Teddy Tarbotton

Personal information
- Full name: Teddy Tarbotton
- Date of birth: 29 September 2007 (age 18)
- Place of birth: England
- Position: Midfielder

Team information
- Current team: Queens Park Rangers

Youth career
- Hull City
- 2020–2025: Queens Park Rangers

Senior career*
- Years: Team / Apps / (Gls)
- 2025–: Queens Park Rangers / 0 / (0)
- 2025: → Bracknell Town (loan) / 7 / (0)
- 2025–2026: → Farnborough (loan) / 13 / (0)

= Teddy Tarbotton =

English association football player (born 2006)

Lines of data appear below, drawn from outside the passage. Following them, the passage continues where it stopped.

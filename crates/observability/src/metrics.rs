//! Realignment metrics
//!
//! Counters and gauges for the discovery and rewrite passes, plus an
//! in-memory aggregator for the end-of-run summary.

use std::collections::BTreeMap;

use contracts::{ClockOffset, Family, RealignReport, RewriteStats};
use metrics::{counter, gauge, histogram};

/// Record the outcome of a discovery pass
pub fn record_discovery(scanned: u64, found: bool) {
    let status = if found { "found" } else { "missing" };
    counter!("clock_realign_discoveries_total", "status" => status).increment(1);
    histogram!("clock_realign_discovery_scanned_records").record(scanned as f64);
}

/// Record a single rewritten record
///
/// `family` is `None` for records forwarded unmodified.
pub fn record_rewritten(family: Option<Family>) {
    let family = family.map(Family::as_str).unwrap_or("unclassified");
    counter!("clock_realign_records_total", "family" => family).increment(1);
}

/// Record a classified record without a stamp field
pub fn record_unstamped(channel: &str) {
    counter!(
        "clock_realign_unstamped_records_total",
        "channel" => channel.to_string()
    )
    .increment(1);
}

/// Record the offsets and counters of a finished run
pub fn record_report(report: &RealignReport) {
    counter!("clock_realign_inputs_total").increment(1);

    for family in Family::ALL {
        gauge!("clock_realign_offset_seconds", "family" => family.as_str())
            .set(report.offsets.offset(family).as_secs_f64());
    }

    let stats = &report.stats;
    counter!("clock_realign_transform_stamps_shifted_total").increment(stats.transforms_shifted);
    if stats.dropped > 0 {
        counter!("clock_realign_records_dropped_total").increment(stats.dropped);
    }
}

/// Aggregates reports across the inputs of one invocation
#[derive(Debug, Clone, Default)]
pub struct RealignMetricsAggregator {
    /// Inputs realigned
    pub inputs: u64,

    /// Summed rewrite counters
    pub totals: RewriteStats,

    /// Offset statistics per family (seconds)
    pub offset_stats: BTreeMap<Family, RunningStats>,
}

impl RealignMetricsAggregator {
    /// Create an empty aggregator
    pub fn new() -> Self {
        Self::default()
    }

    /// Fold one report in
    pub fn update(&mut self, report: &RealignReport) {
        self.inputs += 1;

        let stats = &report.stats;
        self.totals.total += stats.total;
        self.totals.shifted_hose += stats.shifted_hose;
        self.totals.shifted_shoot += stats.shifted_shoot;
        self.totals.passed_through += stats.passed_through;
        self.totals.unstamped += stats.unstamped;
        self.totals.dropped += stats.dropped;
        self.totals.transforms_shifted += stats.transforms_shifted;

        for family in Family::ALL {
            self.offset_stats
                .entry(family)
                .or_default()
                .push_offset(report.offsets.offset(family));
        }
    }

    /// Offset summary for `family`
    pub fn offset_summary(&self, family: Family) -> StatsSummary {
        self.offset_stats
            .get(&family)
            .map(StatsSummary::from)
            .unwrap_or_default()
    }
}

impl std::fmt::Display for RealignMetricsAggregator {
    fn fmt(&self, f: &mut std::fmt::Formatter<'_>) -> std::fmt::Result {
        writeln!(f, "=== Realign Summary ===")?;
        writeln!(f, "Inputs: {}", self.inputs)?;
        writeln!(f, "Records: {}", self.totals.total)?;
        writeln!(
            f,
            "Shifted: hose={}, shoot={} ({} transform stamps)",
            self.totals.shifted_hose, self.totals.shifted_shoot, self.totals.transforms_shifted
        )?;
        writeln!(f, "Passed through: {}", self.totals.passed_through)?;
        if self.totals.unstamped > 0 {
            writeln!(
                f,
                "Unstamped: {} (dropped {})",
                self.totals.unstamped, self.totals.dropped
            )?;
        }
        for family in Family::ALL {
            writeln!(f, "Offset {} (s): {}", family, self.offset_summary(family))?;
        }
        Ok(())
    }
}

/// Statistics summary
#[derive(Debug, Clone, Default)]
pub struct StatsSummary {
    pub count: u64,
    pub min: f64,
    pub max: f64,
    pub mean: f64,
}

impl From<&RunningStats> for StatsSummary {
    fn from(stats: &RunningStats) -> Self {
        Self {
            count: stats.count,
            min: stats.min,
            max: stats.max,
            mean: stats.mean,
        }
    }
}

impl std::fmt::Display for StatsSummary {
    fn fmt(&self, f: &mut std::fmt::Formatter<'_>) -> std::fmt::Result {
        if self.count == 0 {
            write!(f, "N/A")
        } else if self.count == 1 {
            write!(f, "{:.9}", self.mean)
        } else {
            write!(
                f,
                "min={:.9}, max={:.9}, mean={:.9} (n={})",
                self.min, self.max, self.mean, self.count
            )
        }
    }
}

/// Incremental min / max / mean
#[derive(Debug, Clone, Default)]
pub struct RunningStats {
    count: u64,
    mean: f64,
    min: f64,
    max: f64,
}

impl RunningStats {
    /// Add a value
    pub fn push(&mut self, value: f64) {
        self.count += 1;
        if self.count == 1 {
            self.mean = value;
            self.min = value;
            self.max = value;
            return;
        }
        self.mean += (value - self.mean) / self.count as f64;
        self.min = self.min.min(value);
        self.max = self.max.max(value);
    }

    /// Add an offset, in seconds
    pub fn push_offset(&mut self, offset: ClockOffset) {
        self.push(offset.as_secs_f64());
    }

    /// Sample count
    pub fn count(&self) -> u64 {
        self.count
    }

    /// Mean (0 when empty)
    pub fn mean(&self) -> f64 {
        self.mean
    }
}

Teddy Tarbotton (born 29 September 2007) is an English professional footballer who plays as a midfielder for club Queens Park Rangers.

==Club career==
===Queens Park Rangers===
Tarbotton started his career with Hull City, before joining Queens Park Rangers in December 2020. On 12 August 2025, he made his first-team debut for Queens Park Rangers in a 3–2 away defeat to Plymouth Argyle in the EFL Cup, replacing Elijah Dixon-Bonner in the 90th minute.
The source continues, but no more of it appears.